Outside of doing my PhD, I try to involve myself in various co-curricular activities to promote robotics to younger generations. I serve as STEM ambassador, cohort representative, and EDI (Equality, diversity, and inclusion) representative. Being a BAME student motivates me to make a positive difference; I try to engage as many people as possible and deliver a positive message of racial equality and to support minority ethnic students.
What have you been researching in your Robotics PhD? Have there been any highlights in your experience so far?
At Bristol, I feel privileged to work in one of the world's best robotics lab. I am working on a swarm of soft cellular robots which combine into the most advantageous shape to move across different terrains. These are specially designed to be used for the exploration of Mars. These cell-bots can access small, dingy, and hard to reach areas and hence can also be used in other hazardous and dangerous environments like nuclear power plants and places affected by natural calamities.

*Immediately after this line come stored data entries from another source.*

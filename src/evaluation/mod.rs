pub mod dataset;
pub mod labels;
pub mod resolver;
pub mod scorer;

pub use dataset::ReferenceDataset;
pub use scorer::evaluate;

I am also working on a different project to build artificial muscles to support independence of elderly and physically challenged people. I have 4 publications to my credit, and I got the opportunity to speak about my research at International Conference on Automation and Computing (ICAC).
In future, I hope to work on more projects to uplift of mankind.
What are your aspirations for the future? Do you plan to continue being a researcher of new technologies?
Doing a PhD in Robotics will step up my ability to conquer my goal of repaying society by designing and programming robots to substitute humans in life-threatening jobs.
My life goal is to program and design robots to support humans in risky work areas such as space, biomaterial, nuclear power plants and chemical zones. I plan to either work in research and development or create a start-up company.